Although the petitioner apparently did not raise the s.7 point at first instance until oral argument, it was the centrepiece of his case on appeal.[5] Once s. 7 is engaged, the “principles of fundamental justice” are also engaged and “[t]o that extent there…appears to be no doubt the BC Review Board requires independence to properly discharge its mandate”.[6] But, Willcock JA held, whereas the constitutional principle of judicial independence is designed to safeguard superior court judges who exercise judicial functions of the highest important, tribunal independence has a different source: “principles of fundamental justice which call for the independence of a decision-maker as an essential part of procedural fairness”.[7] There is thus “a distinction between the highest level of administrative independence, which may be constitutionally required for certain tribunals, and judicial independence”, based on the fact that “the judiciary, unlike administrative tribunals, has a constitutional obligation to maintain at all times a distance from the executive”.[8] Accordingly, tribunal independence is “context specific”:[9] “the courts must adopt a flexible approach to the question of what constitutes procedural fairness in the administrative context”.[10] The Chairperson of the Review Board is entitled to “some guarantee” of independence but not enough to underpin a declaration that the Treasury Board directive is unconstitutional as applied to his office.[11]

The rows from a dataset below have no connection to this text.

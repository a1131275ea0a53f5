//! Shutdown signal handling

use std::io;
#[cfg(unix)]
use tokio::signal::unix::{signal, Signal, SignalKind};
use tracing::info;

/// Signals the exporter shuts down on (SIGINT, SIGTERM, or SIGQUIT on Unix)
pub struct ShutdownSignals {
    #[cfg(unix)]
    sigint: Signal,
    #[cfg(unix)]
    sigterm: Signal,
    #[cfg(unix)]
    sigquit: Signal,
}

impl ShutdownSignals {
    /// Register the handlers; must run inside the Tokio runtime
    ///
    /// Signals arriving after this call are held until [`recv`](Self::recv)
    /// is awaited, so install before starting any work.
    #[cfg(unix)]
    pub fn install() -> io::Result<Self> {
        Ok(Self {
            sigint: signal(SignalKind::interrupt())?,
            sigterm: signal(SignalKind::terminate())?,
            sigquit: signal(SignalKind::quit())?,
        })
    }

    #[cfg(not(unix))]
    pub fn install() -> io::Result<Self> {
        Ok(Self {})
    }

    /// Wait for the next shutdown signal and return its name
    #[cfg(unix)]
    pub async fn recv(&mut self) -> &'static str {
        let name = tokio::select! {
            _ = self.sigint.recv() => "SIGINT",
            _ = self.sigterm.recv() => "SIGTERM",
            _ = self.sigquit.recv() => "SIGQUIT",
        };
        info!(signal = name, "Signal received");
        name
    }

    #[cfg(not(unix))]
    pub async fn recv(&mut self) -> &'static str {
        if tokio::signal::ctrl_c().await.is_err() {
            std::future::pending::<()>().await;
        }
        info!(signal = "ctrl-c", "Signal received");
        "ctrl-c"
    }
}

#[cfg(all(test, unix))]
mod tests {
    use super::*;
    use std::process::Command;
    use std::time::Duration;

    #[tokio::test]
    async fn test_sigterm_triggers_shutdown() {
        let mut signals = ShutdownSignals::install().unwrap();

        let status = Command::new("kill")
            .args(["-TERM", &std::process::id().to_string()])
            .status()
            .unwrap();
        assert!(status.success());

        let name = tokio::time::timeout(Duration::from_secs(5), signals.recv())
            .await
            .unwrap();
        assert_eq!(name, "SIGTERM");
    }
}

Despite Willock JA’s confident assertion that the jurisprudence “clearly establishes” that the Chairperson of the Review Board is not entitled to constitutional protection of his or her independence,[12] the Walter litigation raises a novel issue. There is no Canadian case of which I am aware in which a court has considered whether an administrative decision-maker required to determine an individual’s s. 7 rights must be independent. The Review Board’s role is qualitatively different from the role of band councils,[13] and the liquor licence, human rights and labour relations adjudicators[14] where procedural fairness has been held to be context specific and capable of being ousted by statute.
Indeed, there is a very good argument that an administrative decision-maker whose decisions engage s. 7 must be independent. The closest case on point is Charkaoui v. Canada (Citizenship and Immigration),[15] but the national security certificate regime in issue there was overseen by a judge of unimpeachable independence. A thought experiment based on Suresh v. Canada (Minister of Citizenship and Immigration) may be helpful.[16] There, the Supreme Court of Canada allowed for the possibility that individuals could be deported even to a real risk of torture in “exceptional circumstances”.[17] These were not further defined. But given that the individual’s constitutional rights are engaged, a rigorously fair process would of course be required, “presumably including a final determination by an independent decision-maker”.[18] This issue has not been decided,[19] but it seems blindingly obvious to me that the “principles of fundamental justice” must require an independent and impartial tribunal in circumstances where the – let us not forget – high thresholds of s. 7 have been surmounted,[20] whether to deport someone to a real risk of torture or to prevent their release from detention.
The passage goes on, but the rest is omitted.